Criminal Procedure Bill, 2022

In this article we will discuss Criminal Procedure Bill, 2022

In this article, we will discuss Criminal Procedure Bill, 2022. So, let’s get started.

Criminal Procedure (Identification) Bill, 2022


  • The Bill aims to replace the Identification of Prisoners Act,1920 whose amendment was proposed in the 1980s by the Law Commission of India (in its 87th Report) and SC judgement of the State of U.P. vs Ram Babu Misra (1980).
  • The criticism and the need for amendment was predominantly in respect of the limited definition of ‘measurements’ as under that Act.
  • What are the Provisions of the Bill?
  • It would allow the police and prison authorities to collect, store and analyse physical and biological samples, including retina and iris scans.
  • These provisions will further be made applicable to the persons held under any preventive detention law.
  • The National Crime Records Bureau (NCRB) will be the repository of physical and biological samples, signature and handwriting data that can be preserved for at least 75 years.
  • NCRB has also been empowered to share the records with any other law enforcement agency.
  • It also authorises for taking measurements of convicts and “other persons” for identification and investigation in criminal matters.

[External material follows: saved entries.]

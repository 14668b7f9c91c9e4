// src/lib.rs

pub mod cli;
pub mod config;
pub mod errors;
pub mod exec;
pub mod logging;
pub mod types;

use std::path::{Path, PathBuf};

use anyhow::{Context, Result};
use tracing::debug;

use crate::cli::CliArgs;
use crate::config::load_or_default;
use crate::exec::{build_args, ExecutionOutcome, TransitBridge};
use crate::types::ExecutionRequest;

pub use crate::exec::{execute_transit, ExecutionFailure, FailureKind};
pub use crate::types::DiffRecord;

/// High-level entry point used by `main.rs`.
///
/// This wires together:
/// - config loading (plus the `--executable` override)
/// - request validation
/// - the bridge invocation
/// - printing the decoded records
///
/// Returns the process exit code: 0 on success, the tool's own exit code
/// when it failed with one, 1 otherwise.
pub async fn run(args: CliArgs) -> Result<i32> {
    let mut cfg = load_or_default(args.config.as_deref().map(Path::new))
        .context("loading transit-bridge config")?;
    if let Some(exe) = &args.executable {
        cfg.tool.executable = PathBuf::from(exe);
    }

    let request = ExecutionRequest::new(&args.repo, args.from.as_deref(), args.to.as_deref())?;
    let bridge = TransitBridge::from_config(&cfg);

    if args.dry_run {
        print_dry_run(&bridge, &request);
        return Ok(0);
    }

    match bridge.execute(request).await {
        ExecutionOutcome::Success(records) => {
            println!("{}", serde_json::to_string_pretty(&records)?);
            Ok(0)
        }
        ExecutionOutcome::Failure(failure) => {
            eprintln!("transit failed ({}): {}", failure.kind, failure.message);
            Ok(exit_code_for(&failure))
        }
    }
}

fn exit_code_for(failure: &ExecutionFailure) -> i32 {
    match failure.exit_code {
        Some(code) if code != 0 => code,
        _ => 1,
    }
}

/// Simple dry-run output: print the command line that would be run.
fn print_dry_run(bridge: &TransitBridge, request: &ExecutionRequest) {
    println!("transit-bridge dry-run");
    println!("  executable = {}", bridge.launcher().executable().display());
    println!("  args = {:?}", build_args(request));
    match bridge.timeout() {
        Some(t) => println!("  timeout = {t:?}"),
        None => println!("  timeout = none"),
    }
    if request.revisions().is_none() {
        println!("  (no revision pair; whole history is analysed)");
    }

    debug!("dry-run complete (no execution)");
}
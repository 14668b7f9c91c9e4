// src/config/loader.rs

use std::fs;
use std::path::{Path, PathBuf};

use tracing::debug;

use crate::config::model::{ConfigFile, RawConfigFile};
use crate::errors::Result;

/// Load a configuration file from a given path and return the raw `RawConfigFile`.
///
/// This only performs TOML deserialization; it does **not** validate or
/// resolve paths. Use [`load_and_validate`] for that.
pub fn load_from_path(path: impl AsRef<Path>) -> Result<RawConfigFile> {
    let path = path.as_ref();
    let contents = fs::read_to_string(path)?;

    let config: RawConfigFile = toml::from_str(&contents)?;

    Ok(config)
}

/// Load a configuration file from path, validate it, and anchor the
/// executable path at the config file's directory.
pub fn load_and_validate(path: impl AsRef<Path>) -> Result<ConfigFile> {
    let path = path.as_ref();
    let raw_config = load_from_path(path)?;
    let mut config = ConfigFile::try_from(raw_config)?;
    config.tool = config.tool.resolve_against(&config_root_dir(path));
    Ok(config)
}

/// Load the config named on the command line, or fall back to the default
/// location.
///
/// - `Some(path)`: the file must exist.
/// - `None`: [`default_config_path`] is used if present; otherwise built-in
///   defaults apply, anchored at the current working directory.
pub fn load_or_default(explicit: Option<&Path>) -> Result<ConfigFile> {
    if let Some(path) = explicit {
        return load_and_validate(path);
    }

    let default_path = default_config_path();
    if default_path.is_file() {
        return load_and_validate(&default_path);
    }

    debug!(path = ?default_path, "no config file found; using built-in defaults");
    let mut config = ConfigFile::try_from(RawConfigFile::default())?;
    config.tool = config.tool.resolve_against(&config_root_dir(&default_path));
    Ok(config)
}

/// Helper to resolve a default config path: `Transit.toml` in the current
/// working directory.
pub fn default_config_path() -> PathBuf {
    PathBuf::from("Transit.toml")
}

/// Directory that relative paths in a config file are resolved against.
///
/// - If the config path has a non-empty parent (e.g. "configs/Transit.toml"),
///   we use that directory.
/// - If it's just a bare filename like "Transit.toml" (parent = ""),
///   we fall back to the current working directory.
pub fn config_root_dir(config_path: &Path) -> PathBuf {
    match config_path.parent() {
        Some(parent) if !parent.as_os_str().is_empty() => parent.to_path_buf(),
        _ => std::env::current_dir().unwrap_or_else(|_| PathBuf::from(".")),
    }
}
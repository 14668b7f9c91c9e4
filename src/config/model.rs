// src/config/model.rs

use std::path::{Path, PathBuf};
use std::time::Duration;

use serde::Deserialize;

/// Where the transit binary lives relative to the config directory when
/// nothing else is configured.
pub const DEFAULT_EXECUTABLE: &str = "../target/transit";

/// Configuration as read from a TOML file, before validation.
///
/// ```toml
/// [tool]
/// executable = "../target/transit"
/// timeout = "30s"
/// ```
///
/// All sections are optional and have reasonable defaults.
#[derive(Debug, Clone, Default, Deserialize)]
pub struct RawConfigFile {
    /// `[tool]` section describing the external analysis binary.
    #[serde(default)]
    pub tool: ToolSection,
}

/// `[tool]` section.
#[derive(Debug, Clone, Deserialize)]
#[serde(deny_unknown_fields)]
pub struct ToolSection {
    /// Path to the transit executable.
    ///
    /// Relative paths containing a directory component are resolved against
    /// the directory of the config file. A bare name (e.g. `"transit"`) is
    /// looked up on `PATH` when spawning.
    #[serde(default = "default_executable")]
    pub executable: String,

    /// Optional duration string (e.g. `"30s"`, `"2m"`) after which a running
    /// invocation is cancelled. No timeout when absent.
    #[serde(default)]
    pub timeout: Option<String>,
}

fn default_executable() -> String {
    DEFAULT_EXECUTABLE.to_string()
}

impl Default for ToolSection {
    fn default() -> Self {
        Self {
            executable: default_executable(),
            timeout: None,
        }
    }
}

/// Validated configuration.
///
/// Built from [`RawConfigFile`] via `TryFrom` (see `validate.rs`).
#[derive(Debug, Clone)]
pub struct ConfigFile {
    pub tool: ToolSettings,
}

impl ConfigFile {
    /// Build a config without validation. Only used by `TryFrom`.
    pub(crate) fn new_unchecked(tool: ToolSettings) -> Self {
        Self { tool }
    }
}

/// Runtime settings for launching the transit tool.
#[derive(Debug, Clone, PartialEq, Eq)]
pub struct ToolSettings {
    pub executable: PathBuf,
    pub timeout: Option<Duration>,
}

impl ToolSettings {
    pub fn new(executable: impl Into<PathBuf>) -> Self {
        Self {
            executable: executable.into(),
            timeout: None,
        }
    }

    pub fn with_timeout(mut self, timeout: Duration) -> Self {
        self.timeout = Some(timeout);
        self
    }

    /// Anchor a relative executable path at `base`.
    ///
    /// Absolute paths and bare program names are left untouched.
    pub fn resolve_against(mut self, base: &Path) -> Self {
        let is_bare_name = self.executable.components().count() == 1
            && self.executable.is_relative();
        if self.executable.is_relative() && !is_bare_name {
            self.executable = base.join(&self.executable);
        }
        self
    }
}

impl Default for ToolSettings {
    fn default() -> Self {
        Self::new(DEFAULT_EXECUTABLE)
    }
}
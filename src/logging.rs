// src/logging.rs

//! Logging setup for `transit-bridge` using `tracing` + `tracing-subscriber`.
//!
//! The filter is chosen in this order:
//! 1. `--log-level` CLI flag (a plain level for every target)
//! 2. `TRANSIT_LOG` environment variable, in `EnvFilter` directive syntax
//!    (e.g. `"debug"` or `"info,transit_bridge::exec=trace"`)
//! 3. `info`
//!
//! Logs go to STDERR; stdout carries only the decoded records.

use anyhow::Result;
use tracing_subscriber::{fmt, EnvFilter};

use crate::cli::LogLevel;

/// Environment variable read when no `--log-level` is given.
pub const LOG_ENV: &str = "TRANSIT_LOG";

const DEFAULT_DIRECTIVES: &str = "info";

/// Initialise global logging subscriber.
///
/// Safe to call once at startup.
pub fn init_logging(cli_level: Option<LogLevel>) -> Result<()> {
    let env_value = std::env::var(LOG_ENV).ok();

    fmt()
        .with_env_filter(build_filter(cli_level, env_value.as_deref()))
        .with_target(true)
        .with_thread_ids(false)
        .with_thread_names(false)
        .with_writer(std::io::stderr)
        .init();

    Ok(())
}

/// Directive string for the given flag and `TRANSIT_LOG` value.
pub fn filter_directives(cli_level: Option<LogLevel>, env_value: Option<&str>) -> String {
    if let Some(lvl) = cli_level {
        return level_name(lvl).to_string();
    }
    match env_value.map(str::trim) {
        Some(v) if !v.is_empty() => v.to_string(),
        _ => DEFAULT_DIRECTIVES.to_string(),
    }
}

/// Build the filter, falling back to `info` when `TRANSIT_LOG` does not
/// parse as directives.
pub fn build_filter(cli_level: Option<LogLevel>, env_value: Option<&str>) -> EnvFilter {
    let directives = filter_directives(cli_level, env_value);
    EnvFilter::try_new(&directives).unwrap_or_else(|err| {
        eprintln!("ignoring invalid {LOG_ENV} value {directives:?}: {err}");
        EnvFilter::new(DEFAULT_DIRECTIVES)
    })
}

fn level_name(lvl: LogLevel) -> &'static str {
    match lvl {
        LogLevel::Error => "error",
        LogLevel::Warn => "warn",
        LogLevel::Info => "info",
        LogLevel::Debug => "debug",
        LogLevel::Trace => "trace",
    }
}
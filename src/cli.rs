// src/cli.rs

//! CLI argument parsing using `clap`.

use clap::{Parser, ValueEnum};

/// Command-line arguments for `transit-bridge`.
#[derive(Debug, Clone, Parser)]
#[command(
    name = "transit-bridge",
    version,
    about = "Run the transit analysis tool and decode its diff records.",
    long_about = None
)]
pub struct CliArgs {
    /// Path of the repository to analyse.
    #[arg(value_name = "REPO")]
    pub repo: String,

    /// Older revision of the pair. Ignored unless `TO` is also given.
    #[arg(value_name = "FROM")]
    pub from: Option<String>,

    /// Newer revision of the pair. Ignored unless `FROM` is also given.
    #[arg(value_name = "TO")]
    pub to: Option<String>,

    /// Path to the config file (TOML).
    ///
    /// Default: `Transit.toml` in the current working directory. A missing
    /// default file is fine; an explicitly named one must exist.
    #[arg(long, value_name = "PATH")]
    pub config: Option<String>,

    /// Path to the transit executable, overriding `[tool].executable`.
    #[arg(long, value_name = "PATH")]
    pub executable: Option<String>,

    /// Logging level (error, warn, info, debug, trace).
    ///
    /// If omitted, `TRANSIT_LOG` or a default level will be used.
    #[arg(long, value_enum, value_name = "LEVEL")]
    pub log_level: Option<LogLevel>,

    /// Print the resolved command line, but don't run the tool.
    #[arg(long)]
    pub dry_run: bool,
}

/// Log level as exposed on the CLI.
#[derive(Debug, Copy, Clone, ValueEnum)]
pub enum LogLevel {
    Error,
    Warn,
    Info,
    Debug,
    Trace,
}

/// Convenience wrapper around `CliArgs::parse()`.
pub fn parse() -> CliArgs {
    CliArgs::parse()
}
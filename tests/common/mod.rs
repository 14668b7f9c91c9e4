#![allow(dead_code, unused_imports)]

pub use transit_bridge_test_utils::builders;
#[cfg(unix)]
pub use transit_bridge_test_utils::fake_transit;
pub use transit_bridge_test_utils::{init_tracing, with_timeout};
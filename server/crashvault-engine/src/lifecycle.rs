//! Status transitions, renames, and cascade/repair deletions.
//!
//! Deletions write the issues collection before the events collection, so a
//! crash in between can only leave orphaned events behind, which `gc`
//! removes.

use chrono::{DateTime, Utc};

use crate::error::VaultError;
use crate::store::{Collection, Dataset, Store};
use crate::types::Status;

pub struct LifecycleManager<'a> {
  store: &'a Store,
  title_max_chars: usize,
}

impl<'a> LifecycleManager<'a> {
  pub fn new(store: &'a Store, title_max_chars: usize) -> Self {
    Self {
      store,
      title_max_chars,
    }
  }

  /// Set an issue's status. Setting the current status writes nothing.
  pub fn set_status(&self, issue_id: u64, status: Status) -> Result<(), VaultError> {
    let mut dataset = self.store.load_dataset()?;
    let issue = dataset
      .issue_mut(issue_id)
      .ok_or_else(|| VaultError::issue_not_found(issue_id))?;
    if issue.status == status {
      return Ok(());
    }
    let previous = issue.status;
    issue.status = status;
    issue.touch(Utc::now());
    self.store.save(Collection::Issues, &dataset.issues)?;
    tracing::info!(issue_id, from = %previous, to = %status, "issue status changed");
    Ok(())
  }

  pub fn reopen(&self, issue_id: u64) -> Result<(), VaultError> {
    self.set_status(issue_id, Status::Open)
  }

  pub fn resolve(&self, issue_id: u64) -> Result<(), VaultError> {
    self.set_status(issue_id, Status::Resolved)
  }

  /// Rename an issue. Fingerprint and grouping are untouched.
  pub fn set_title(&self, issue_id: u64, title: &str) -> Result<(), VaultError> {
    let title = title.trim();
    if title.is_empty() {
      return Err(VaultError::validation("title", "must not be empty"));
    }
    let title: String = title.chars().take(self.title_max_chars).collect();

    let mut dataset = self.store.load_dataset()?;
    let issue = dataset
      .issue_mut(issue_id)
      .ok_or_else(|| VaultError::issue_not_found(issue_id))?;
    issue.title = title;
    self.store.save(Collection::Issues, &dataset.issues)?;
    tracing::info!(issue_id, "issue renamed");
    Ok(())
  }

  /// Delete an issue and every event it owns. Returns the events removed.
  pub fn purge(&self, issue_id: u64) -> Result<usize, VaultError> {
    let mut dataset = self.store.load_dataset()?;
    if dataset.issue(issue_id).is_none() {
      return Err(VaultError::issue_not_found(issue_id));
    }
    dataset.issues.retain(|i| i.id != issue_id);
    let before = dataset.events.len();
    dataset.events.retain(|e| e.issue_id != issue_id);
    let removed = before - dataset.events.len();

    self.commit_deletion(dataset)?;
    tracing::info!(issue_id, events_removed = removed, "issue purged");
    Ok(removed)
  }

  /// Delete events whose owning issue no longer exists.
  pub fn gc(&self) -> Result<usize, VaultError> {
    let mut dataset = self.store.load_dataset()?;
    let removed = remove_orphans(&mut dataset);
    if removed > 0 {
      self.store.save(Collection::Events, &dataset.events)?;
    }
    tracing::info!(events_removed = removed, "garbage collection finished");
    Ok(removed)
  }

  /// Delete events recorded before `cutoff`. Issues are kept.
  pub fn prune(&self, cutoff: DateTime<Utc>) -> Result<usize, VaultError> {
    let mut dataset = self.store.load_dataset()?;
    let before = dataset.events.len();
    dataset.events.retain(|e| e.timestamp >= cutoff);
    let removed = before - dataset.events.len();
    if removed > 0 {
      self.store.save(Collection::Events, &dataset.events)?;
    }
    tracing::info!(events_removed = removed, cutoff = %cutoff, "old events pruned");
    Ok(removed)
  }

  /// Delete every issue and event.
  pub fn wipe(&self) -> Result<(), VaultError> {
    self.commit_deletion(Dataset::default())?;
    tracing::warn!("all issues and events deleted");
    Ok(())
  }

  fn commit_deletion(&self, mut dataset: Dataset) -> Result<(), VaultError> {
    dataset.refresh_counts();
    self.store.save(Collection::Issues, &dataset.issues)?;
    self.store.save(Collection::Events, &dataset.events)
  }
}

/// Drop events without an owning issue. Returns how many were dropped.
pub fn remove_orphans(dataset: &mut Dataset) -> usize {
  let valid: std::collections::HashSet<u64> = dataset.issues.iter().map(|i| i.id).collect();
  let before = dataset.events.len();
  dataset.events.retain(|e| valid.contains(&e.issue_id));
  before - dataset.events.len()
}
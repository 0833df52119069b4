//! Concrete webhook providers: Slack, Discord and generic HTTP.

use std::sync::Arc;

use futures_util::future::BoxFuture;
use hmac::{Hmac, Mac};
use reqwest::header::{HeaderMap, HeaderName, HeaderValue, CONTENT_TYPE, USER_AGENT};
use reqwest::{Client, Url};
use serde::Serialize;
use serde_json::{json, Value};
use sha2::Sha256;

use crate::error::DeliveryError;
use crate::types::{Event, Issue, Level};
use crate::webhook::{WebhookConfig, WebhookProvider};

type HmacSha256 = Hmac<Sha256>;

pub const EVENT_HEADER: &str = "x-crashvault-event";
pub const SIGNATURE_HEADER: &str = "x-crashvault-signature";

/// Build the provider for `config.kind`.
pub fn build(config: &WebhookConfig, client: &Client) -> Result<Arc<dyn WebhookProvider>, DeliveryError> {
  Url::parse(&config.url)
    .map_err(|e| DeliveryError::Config(format!("invalid url {:?}: {}", config.url, e)))?;

  let config = config.clone();
  let client = client.clone();
  match config.kind.trim().to_ascii_lowercase().as_str() {
    "slack" => Ok(Arc::new(SlackWebhook { config, client })),
    "discord" => Ok(Arc::new(DiscordWebhook { config, client })),
    "http" | "generic" => Ok(Arc::new(HttpWebhook { config, client })),
    other => Err(DeliveryError::Config(format!("unknown provider kind {:?}", other))),
  }
}

// ---------------------------------------------------------------------------
// Shared pieces
// ---------------------------------------------------------------------------

/// Provider-neutral view of an event, used as the generic HTTP body.
#[derive(Debug, Clone, Serialize)]
pub struct AlertData<'a> {
  pub event_id: String,
  pub issue_id: u64,
  pub issue_title: &'a str,
  pub fingerprint: &'a str,
  pub message: &'a str,
  pub level: Level,
  #[serde(skip_serializing_if = "Option::is_none")]
  pub stacktrace: Option<&'a str>,
  pub timestamp: String,
  pub tags: Vec<&'a str>,
  pub context: &'a std::collections::BTreeMap<String, String>,
  #[serde(skip_serializing_if = "Option::is_none")]
  pub host: Option<&'a str>,
}

impl<'a> AlertData<'a> {
  pub fn new(event: &'a Event, issue: &'a Issue) -> Self {
    Self {
      event_id: event.id.to_string(),
      issue_id: issue.id,
      issue_title: &issue.title,
      fingerprint: &issue.fingerprint.0,
      message: &event.message,
      level: event.level,
      stacktrace: Some(event.stacktrace.as_str()).filter(|s| !s.is_empty()),
      timestamp: event.timestamp.to_rfc3339_opts(chrono::SecondsFormat::AutoSi, true),
      tags: event.tags.iter().map(String::as_str).collect(),
      context: &event.context,
      host: event.host.as_deref(),
    }
  }
}

/// Cut `s` to at most `max` characters, marking the cut.
fn truncate(s: &str, max: usize) -> String {
  match s.char_indices().nth(max) {
    Some((idx, _)) => format!("{}\n...", &s[..idx]),
    None => s.to_string(),
  }
}

async fn post(client: &Client, url: &str, body: Vec<u8>, headers: HeaderMap) -> Result<(), DeliveryError> {
  let resp = client
    .post(url)
    .header(CONTENT_TYPE, "application/json")
    .header(USER_AGENT, concat!("crashvault/", env!("CARGO_PKG_VERSION")))
    .headers(headers)
    .body(body)
    .send()
    .await?;

  let status = resp.status();
  if status.is_success() {
    Ok(())
  } else {
    Err(DeliveryError::Status(status.as_u16()))
  }
}

fn encode(payload: &Value) -> Result<Vec<u8>, DeliveryError> {
  serde_json::to_vec(payload).map_err(|e| DeliveryError::Config(format!("payload encoding: {}", e)))
}

// ---------------------------------------------------------------------------
// Slack (Block Kit)
// ---------------------------------------------------------------------------

pub struct SlackWebhook {
  config: WebhookConfig,
  client: Client,
}

fn slack_emoji(level: Level) -> &'static str {
  match level {
    Level::Debug => ":mag:",
    Level::Info => ":information_source:",
    Level::Warning => ":warning:",
    Level::Error => ":x:",
    Level::Critical => ":fire:",
  }
}

impl WebhookProvider for SlackWebhook {
  fn config(&self) -> &WebhookConfig {
    &self.config
  }

  fn format_payload(&self, event: &Event, issue: &Issue) -> Value {
    let mut blocks = vec![
      json!({
        "type": "header",
        "text": {
          "type": "plain_text",
          "text": format!("{} Crashvault Alert", slack_emoji(event.level)),
          "emoji": true,
        },
      }),
      json!({
        "type": "section",
        "fields": [
          {"type": "mrkdwn", "text": format!("*Level:*\n{}", event.level.as_str().to_uppercase())},
          {"type": "mrkdwn", "text": format!("*Issue:*\n#{} {}", issue.id, issue.title)},
        ],
      }),
      json!({
        "type": "section",
        "text": {"type": "mrkdwn", "text": format!("*Message:*\n{}", truncate(&event.message, 500))},
      }),
    ];

    if let Some(host) = &event.host {
      blocks.push(json!({
        "type": "context",
        "elements": [{"type": "mrkdwn", "text": format!("Host: `{}`", host)}],
      }));
    }

    if !event.tags.is_empty() {
      let tags: Vec<String> = event.tags.iter().map(|t| format!("`{}`", t)).collect();
      blocks.push(json!({
        "type": "context",
        "elements": [{"type": "mrkdwn", "text": format!("Tags: {}", tags.join(" "))}],
      }));
    }

    if !event.stacktrace.is_empty() {
      blocks.push(json!({
        "type": "section",
        "text": {"type": "mrkdwn", "text": format!("```{}```", truncate(&event.stacktrace, 1500))},
      }));
    }

    blocks.push(json!({
      "type": "context",
      "elements": [{
        "type": "mrkdwn",
        "text": format!("Event: `{}` | {}", event.id, AlertData::new(event, issue).timestamp),
      }],
    }));

    json!({ "blocks": blocks })
  }

  fn send<'a>(&'a self, payload: Value) -> BoxFuture<'a, Result<(), DeliveryError>> {
    Box::pin(async move {
      let body = encode(&payload)?;
      post(&self.client, &self.config.url, body, HeaderMap::new()).await
    })
  }
}

// ---------------------------------------------------------------------------
// Discord (embed)
// ---------------------------------------------------------------------------

pub struct DiscordWebhook {
  config: WebhookConfig,
  client: Client,
}

fn discord_color(level: Level) -> u32 {
  match level {
    Level::Debug => 0x6B7280,
    Level::Info => 0x3B82F6,
    Level::Warning => 0xF59E0B,
    Level::Error => 0xEF4444,
    Level::Critical => 0x7C2D12,
  }
}

impl WebhookProvider for DiscordWebhook {
  fn config(&self) -> &WebhookConfig {
    &self.config
  }

  fn format_payload(&self, event: &Event, issue: &Issue) -> Value {
    let data = AlertData::new(event, issue);
    let mut fields = vec![
      json!({"name": "Level", "value": event.level.as_str().to_uppercase(), "inline": true}),
      json!({"name": "Issue", "value": format!("#{}", issue.id), "inline": true}),
    ];
    if let Some(host) = &event.host {
      fields.push(json!({"name": "Host", "value": format!("`{}`", host), "inline": true}));
    }
    if !event.tags.is_empty() {
      let tags: Vec<String> = event.tags.iter().map(|t| format!("`{}`", t)).collect();
      fields.push(json!({"name": "Tags", "value": tags.join(", "), "inline": false}));
    }
    if !event.stacktrace.is_empty() {
      fields.push(json!({
        "name": "Stacktrace",
        "value": format!("```\n{}\n```", truncate(&event.stacktrace, 1000)),
        "inline": false,
      }));
    }

    json!({
      "username": "Crashvault",
      "embeds": [{
        "title": format!("Crashvault Alert: {}", truncate(&issue.title, 200)),
        "description": truncate(&event.message, 2000),
        "color": discord_color(event.level),
        "fields": fields,
        "footer": {"text": format!("Event: {}", event.id)},
        "timestamp": data.timestamp,
      }],
    })
  }

  fn send<'a>(&'a self, payload: Value) -> BoxFuture<'a, Result<(), DeliveryError>> {
    Box::pin(async move {
      let body = encode(&payload)?;
      post(&self.client, &self.config.url, body, HeaderMap::new()).await
    })
  }
}

// ---------------------------------------------------------------------------
// Generic HTTP (optionally signed)
// ---------------------------------------------------------------------------

pub struct HttpWebhook {
  config: WebhookConfig,
  client: Client,
}

/// Hex HMAC-SHA256 of `body` under `secret`.
pub fn sign(secret: &str, body: &[u8]) -> Result<String, DeliveryError> {
  let mut mac = HmacSha256::new_from_slice(secret.as_bytes())
    .map_err(|_| DeliveryError::Config("invalid signing secret".into()))?;
  mac.update(body);
  Ok(hex::encode(mac.finalize().into_bytes()))
}

impl WebhookProvider for HttpWebhook {
  fn config(&self) -> &WebhookConfig {
    &self.config
  }

  fn format_payload(&self, event: &Event, issue: &Issue) -> Value {
    json!({
      "type": "crashvault.event",
      "data": AlertData::new(event, issue),
    })
  }

  fn send<'a>(&'a self, payload: Value) -> BoxFuture<'a, Result<(), DeliveryError>> {
    Box::pin(async move {
      let body = encode(&payload)?;
      let mut headers = HeaderMap::new();

      if let Some(event_id) = payload.pointer("/data/event_id").and_then(Value::as_str) {
        if let Ok(v) = HeaderValue::from_str(event_id) {
          headers.insert(HeaderName::from_static(EVENT_HEADER), v);
        }
      }

      if let Some(secret) = self.config.secret.as_deref().filter(|s| !s.is_empty()) {
        let signature = format!("sha256={}", sign(secret, &body)?);
        let value = HeaderValue::from_str(&signature)
          .map_err(|e| DeliveryError::Config(format!("signature header: {}", e)))?;
        headers.insert(HeaderName::from_static(SIGNATURE_HEADER), value);
      }

      post(&self.client, &self.config.url, body, headers).await
    })
  }
}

  • The bill makes provisions for the use of modern techniques to capture and record appropriate body measurements.
  • The existing law – Identification of Prisoners Act,1920 allowed taking only fingerprint and footprint impressions of a limited category of convicted persons.
  • Expanding the ‘‘ambit of persons’’ whose measurements can be taken will help the investigating agencies to gather sufficient legally admissible evidence and establish the crime of the accused person.
  • More accurate physical and biological samples will make the investigation of crime more efficient and expeditious and will also help in increasing the conviction rate.
  • It is expected to minimise the threat from organised crime, cybercriminals and terrorists who are proficient in identity thefts and identity frauds. The bill will help to check serious national and global threats posed by them.


  • Ambiguous Provisions: Replacing the 1920 Identification of Prisoners Act, the proposed law considerably expands its scope and reach.
  • The phrase ‘biological samples’ is not described further, hence, it could involve bodily invasions such as drawing of blood and hair, collection of DNA samples.
  • These are acts that currently require the written sanction of a magistrate.
  • Undermines the Right to Privacy: Seemingly technical, the legislative proposal undermines the right to privacy of not only persons convicted of crime but also every ordinary Indian citizen.
  • The Bill proposes to collect samples even from protestors engaged in political protests.
  • Violation of Article 20: Apprehensions have been raised that the Bill enabled coercive drawing of samples and possibly involved a violation of Article 20(3), which protects the right against self-incrimination.
  • The Bill implied use of force in collection of biological information, could also lead to narco analysis and brain mapping.
  • Handling Data: The Bill allows the records to be preserved for 75 years, the other concerns include the means by which the data collected will be preserved, shared, disseminated, and destroyed.
  • Unawareness among Detainees: Although the bill provides that an arrested person (not accused of an offence against a woman or a child) may refuse the taking of samples, not all detainees may know that they can indeed decline to let biological samples be taken.
  • And it may be easy for the police to ignore such refusal and later claim that they did get the detainee’s consent.